The Liberal and Democratic Union (LDU) was a South Australian political party formed by early liberals, as opposed to the conservatives. It was formed in 1906 when liberal party structures were becoming more solid. Its leader, Archibald Peake, stressed that the LDU represented 'something not so sharply set as Labourism, not so dull in its edge as conservatism'. But with Labor taking over the middle ground, Kingstonian liberals like Peake had to choose.

At the 1905 election, Peake sought a Liberal alliance with Price Labor: 'the only difference between us is a difference of degree and of speed'. The Price-Peake administration was formed. At the 1906 election, the LDU won 10 percent of the vote and nine of 42 seats and continued to support the Price Labor government.

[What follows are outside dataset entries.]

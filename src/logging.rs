use crate::config::Config;
use anyhow::{anyhow, Context, Result};
use std::fs::OpenOptions;
use std::io::IsTerminal;
use std::path::PathBuf;
use std::sync::Mutex;
use tracing_subscriber::EnvFilter;

const DEFAULT_LOG_PATH: &str = "/tmp/blockterm.log";

/// Install the global `tracing` subscriber. Call once, before the TUI takes
/// over the screen.
pub fn init(config: &Config) -> Result<()> {
    let filter = EnvFilter::try_new(&config.log_filter)
        .with_context(|| format!("invalid BLOCKTERM_LOG filter '{}'", config.log_filter))?;
    let builder = tracing_subscriber::fmt()
        .with_env_filter(filter)
        .with_ansi(false)
        .with_target(true);

    match resolve_log_path(config, std::io::stderr().is_terminal()) {
        Some(path) => {
            let file = OpenOptions::new()
                .create(true)
                .append(true)
                .open(&path)
                .with_context(|| format!("failed to open log file {}", path.display()))?;
            builder
                .with_writer(Mutex::new(file))
                .try_init()
                .map_err(|err| anyhow!("failed to install log subscriber: {err}"))
        }
        None => builder
            .with_writer(std::io::stderr)
            .try_init()
            .map_err(|err| anyhow!("failed to install log subscriber: {err}")),
    }
}

/// Explicit path first; otherwise keep logs off a screen the TUI owns.
fn resolve_log_path(config: &Config, stderr_is_terminal: bool) -> Option<PathBuf> {
    config.log_path.clone().or_else(|| {
        if stderr_is_terminal {
            Some(PathBuf::from(DEFAULT_LOG_PATH))
        } else {
            None
        }
    })
}

#[cfg(test)]
mod tests {
    use super::*;

    fn config(log_path: Option<PathBuf>) -> Config {
        Config {
            shell: "/bin/sh".to_string(),
            ssh_program: "ssh".to_string(),
            host: "local".to_string(),
            frame_interval_ms: 16,
            log_path,
            log_filter: "info".to_string(),
            working_dir: PathBuf::from("/"),
        }
    }

    #[test]
    fn test_resolve_log_path_prefers_configured_path() {
        let config = config(Some(PathBuf::from("/tmp/custom.log")));
        assert_eq!(
            resolve_log_path(&config, true),
            Some(PathBuf::from("/tmp/custom.log"))
        );
        assert_eq!(
            resolve_log_path(&config, false),
            Some(PathBuf::from("/tmp/custom.log"))
        );
    }

    #[test]
    fn test_resolve_log_path_defaults_only_for_terminals() {
        let config = config(None);
        assert_eq!(
            resolve_log_path(&config, true),
            Some(PathBuf::from(DEFAULT_LOG_PATH))
        );
        assert_eq!(resolve_log_path(&config, false), None);
    }
}
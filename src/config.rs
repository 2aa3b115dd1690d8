use anyhow::{bail, Result};
use serde::{Deserialize, Serialize};
use std::path::PathBuf;
use std::time::Duration;

pub const DEFAULT_FRAME_INTERVAL_MS: u64 = 16;
const MIN_FRAME_INTERVAL_MS: u64 = 4;
const MAX_FRAME_INTERVAL_MS: u64 = 250;

#[derive(Debug, Clone, Serialize, Deserialize)]
pub struct Config {
    pub shell: String,
    pub ssh_program: String,
    /// System id of the machine blockterm runs on. Commands for any other
    /// system go over ssh.
    pub host: String,
    pub frame_interval_ms: u64,
    pub log_path: Option<PathBuf>,
    pub log_filter: String,
    pub working_dir: PathBuf,
}

impl Config {
    pub fn load() -> Result<Self> {
        let shell = non_empty_var("BLOCKTERM_SHELL")
            .or_else(|| non_empty_var("SHELL"))
            .unwrap_or_else(|| "/bin/sh".to_string());
        let ssh_program = non_empty_var("BLOCKTERM_SSH").unwrap_or_else(|| "ssh".to_string());
        let host = std::env::var("BLOCKTERM_HOST").unwrap_or_else(|_| "local".to_string());
        let frame_interval_ms = std::env::var("BLOCKTERM_FRAME_INTERVAL_MS")
            .ok()
            .and_then(|v| v.trim().parse::<u64>().ok())
            .map(|v| v.clamp(MIN_FRAME_INTERVAL_MS, MAX_FRAME_INTERVAL_MS))
            .unwrap_or(DEFAULT_FRAME_INTERVAL_MS);
        let log_path = non_empty_var("BLOCKTERM_LOG_PATH").map(PathBuf::from);
        let log_filter = non_empty_var("BLOCKTERM_LOG").unwrap_or_else(|| "info".to_string());

        Ok(Self {
            shell,
            ssh_program,
            host,
            frame_interval_ms,
            log_path,
            log_filter,
            working_dir: std::env::current_dir()?,
        })
    }

    pub fn validate(&self) -> Result<()> {
        if self.shell.trim().is_empty() {
            bail!("BLOCKTERM_SHELL must name a shell program");
        }
        if self.host.trim().is_empty() {
            bail!("BLOCKTERM_HOST must not be empty");
        }
        if self.ssh_program.trim().is_empty() {
            bail!("BLOCKTERM_SSH must name an ssh program");
        }
        Ok(())
    }

    pub fn frame_interval(&self) -> Duration {
        Duration::from_millis(self.frame_interval_ms)
    }

    /// Short form of the working directory for block headers.
    pub fn cwd_label(&self) -> String {
        let home = std::env::var("HOME").ok().filter(|h| !h.is_empty());
        match home {
            Some(home) => match self.working_dir.strip_prefix(&home) {
                Ok(rest) if rest.as_os_str().is_empty() => "~".to_string(),
                Ok(rest) => format!("~/{}", rest.display()),
                Err(_) => self.working_dir.display().to_string(),
            },
            None => self.working_dir.display().to_string(),
        }
    }
}

fn non_empty_var(name: &str) -> Option<String> {
    std::env::var(name)
        .ok()
        .map(|v| v.trim().to_string())
        .filter(|v| !v.is_empty())
}

#[cfg(test)]
mod tests {
    use super::*;

    const VARS: [&str; 5] = [
        "BLOCKTERM_SHELL",
        "BLOCKTERM_SSH",
        "BLOCKTERM_HOST",
        "BLOCKTERM_FRAME_INTERVAL_MS",
        "BLOCKTERM_LOG",
    ];

    fn clear_vars() {
        for var in VARS {
            std::env::remove_var(var);
        }
    }

    #[test]
    fn test_load_defaults() {
        let _env_lock = crate::test_support::env_guard();
        clear_vars();
        let config = Config::load().expect("load config");
        assert_eq!(config.host, "local");
        assert_eq!(config.ssh_program, "ssh");
        assert_eq!(config.frame_interval_ms, DEFAULT_FRAME_INTERVAL_MS);
        assert_eq!(config.log_filter, "info");
        assert!(!config.shell.is_empty());
        assert!(config.validate().is_ok());
    }

    #[test]
    fn test_frame_interval_is_clamped() {
        let _env_lock = crate::test_support::env_guard();
        clear_vars();
        std::env::set_var("BLOCKTERM_FRAME_INTERVAL_MS", "1");
        assert_eq!(Config::load().expect("load").frame_interval_ms, 4);
        std::env::set_var("BLOCKTERM_FRAME_INTERVAL_MS", "10000");
        assert_eq!(Config::load().expect("load").frame_interval_ms, 250);
        std::env::set_var("BLOCKTERM_FRAME_INTERVAL_MS", "soon");
        assert_eq!(Config::load().expect("load").frame_interval_ms, 16);
        clear_vars();
    }

    #[test]
    fn test_shell_override_wins_over_login_shell() {
        let _env_lock = crate::test_support::env_guard();
        clear_vars();
        std::env::set_var("BLOCKTERM_SHELL", "/usr/bin/zsh");
        assert_eq!(Config::load().expect("load").shell, "/usr/bin/zsh");
        clear_vars();
    }

    #[test]
    fn test_empty_host_is_rejected() {
        let _env_lock = crate::test_support::env_guard();
        clear_vars();
        std::env::set_var("BLOCKTERM_HOST", "  ");
        let config = Config::load().expect("load");
        assert!(config.validate().is_err());
        clear_vars();
    }
}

When Price died in 1909, Labor as the largest single party in the lower house demanded it retain the premiership in their coalition, however Peake refused. Invited to form a ministry, he filled it with LDU members and became premier, treasurer and minister of education. The ministry survived with the parliamentary support of two independent conservative parties, the Australasian National League (formerly National Defence League) and the Farmers and Producers Political Union, and in December was reconstructed to include members of both.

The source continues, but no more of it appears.